Survival bags were clearly only designed with one person in mind. Anyway, whether or not this is a come on, there will be no romance on this trip; Stuart is dressed in a bright orange fleece and matching body bag and I’ve never much fancied tangerines.
After a few moments of intimate grappling, Cameron pushes us off. And we are flying.
We come to a stop at the end of the slope. I try to extract myself from this giant cuddle and find I can’t. The bag is too small for any movement. The kids seem to think it’s all very romantic. I’m worried Stuart thinks Spring is finally here.
I feel the need to try again, to see if a one woman toboggan is more of an unrestricted freefall. As an experienced tuber I’m sure I can show the kids a thing or two.
“Mum’s created a ledge of her own,” says Cameron, pointing to a second run I carve out by my backside going off piste.
Skiing? Well it’s a bit like skiing
We had talked about heading up to Fort William this holiday for some snow shoe-ing. Or to Glencoe for some downhill. We had even pondered taking the children skiing on the Cumbrian slopes of Raise. But I’ve always been slightly put off by an hour long walk lugging your own skis and as I’m the resident family donkey, I’d be carrying the kids skis’ too.
But today we seem to have stumbled across something just as entertaining without either the hike or the hike in expense.
Just above Haweswater, a short stroll takes us up towards a tarn, where the snow has stayed powdery and white. Conditions are perfect; the sun is out and there’s few clouds in the sky.
Three in a bag
“Has Mum ripped the body bag?” Cameron wants to know. I’m sure he thinks I’m fatter than I am. These bags were surely designed for man sized explorers and climbers.
The kids drag the orange plastic back up the slope, and the three of them get in. If it’s unusual to see Stuart and I cuddle in public, it’s unheard of for our kids to do it. They normally show their affection with a pinch and a punch. If they’re feeling more generous, they hand out slaps.
But here they are, cuddling and laughing together as though they liked each other. They head downhill in a flurry of snow.
“Can we go up there now?” asks Hannah, pointing upwards, to a more grown up mountain with a potentially much longer toboggan run. But while the sun has been shining down on us from a cloudless sky, it is now moving away. There are no Dorito’s left. Our feet are soaked and we are starting to shiver.

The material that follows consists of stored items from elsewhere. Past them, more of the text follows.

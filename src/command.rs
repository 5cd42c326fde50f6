use egui::{Pos2, Vec2};

use crate::element::FontFamily;
use crate::id_generator::ElementId;

/// User actions the editor executes, one at a time and to completion
#[derive(Debug, Clone, PartialEq)]
pub enum Command {
    /// The text input changed
    SetPendingText(String),
    /// "Add Text" / "Remove Text"
    ToggleText,
    SetFontFamily(FontFamily),
    AddImage(String),
    RemoveLastImage,
    /// "Add Video" / "Pause Video" / "Play Video"
    ToggleVideo,
    StopVideo,
    /// Click at a canvas position
    Click(Pos2),
    /// An element is being dragged by `delta`
    Drag { id: ElementId, delta: Vec2 },
    EndDrag(ElementId),
}

impl Command {
    pub fn name(&self) -> &'static str {
        match self {
            Command::SetPendingText(_) => "SetPendingText",
            Command::ToggleText => "ToggleText",
            Command::SetFontFamily(_) => "SetFontFamily",
            Command::AddImage(_) => "AddImage",
            Command::RemoveLastImage => "RemoveLastImage",
            Command::ToggleVideo => "ToggleVideo",
            Command::StopVideo => "StopVideo",
            Command::Click(_) => "Click",
            Command::Drag { .. } => "Drag",
            Command::EndDrag(_) => "EndDrag",
        }
    }
}
use egui::Pos2;
use std::sync::Arc;

use crate::event::EditorEvent;
use crate::id_generator::ElementId;

/// Pointer interactions an element can be subscribed to
#[derive(Debug, Clone, Copy, PartialEq, Eq)]
pub enum Interaction {
    Click,
    DragEnd,
}

/// Turns an interaction on an element into a message for the event queue.
/// Receives the element id and its on-screen position at the time of the interaction.
pub type Listener = Arc<dyn Fn(ElementId, Pos2) -> EditorEvent + Send + Sync>;

#[derive(Clone, Default)]
pub struct Listeners {
    click: Vec<Listener>,
    drag_end: Vec<Listener>,
}

impl std::fmt::Debug for Listeners {
    fn fmt(&self, f: &mut std::fmt::Formatter<'_>) -> std::fmt::Result {
        f.debug_struct("Listeners")
            .field("click", &format!("<{} listeners>", self.click.len()))
            .field("drag_end", &format!("<{} listeners>", self.drag_end.len()))
            .finish()
    }
}

impl Listeners {
    pub fn subscribe(&mut self, interaction: Interaction, listener: Listener) {
        match interaction {
            Interaction::Click => self.click.push(listener),
            Interaction::DragEnd => self.drag_end.push(listener),
        }
    }

    pub fn count(&self, interaction: Interaction) -> usize {
        match interaction {
            Interaction::Click => self.click.len(),
            Interaction::DragEnd => self.drag_end.len(),
        }
    }

    pub fn dispatch(&self, interaction: Interaction, id: ElementId, pos: Pos2) -> Vec<EditorEvent> {
        let listeners = match interaction {
            Interaction::Click => &self.click,
            Interaction::DragEnd => &self.drag_end,
        };
        listeners.iter().map(|listener| listener(id, pos)).collect()
    }
}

“That’s for another day,” I tell her, whispering a silent thanks that there will be another day; many more days, as we are lucky enough to live in this corner of England where we can just reach out and grab the outdoors in all its frozen wonder.
The most fun you can have for nothing?
Skiing would have cost a fortune. Our home made tobogganing has cost nothing.
“Actually, that bag cost me £3 about ten years ago,” says Stuart.
About as much as his orange fleece did. This man might like a mountainside thrill but he is so not Daniel Craig.
Hannah is determined to have one last run and she coerces her brother into the bag. Their laughter rings out across the mountain. I wonder if people are having this much fun in the Alps?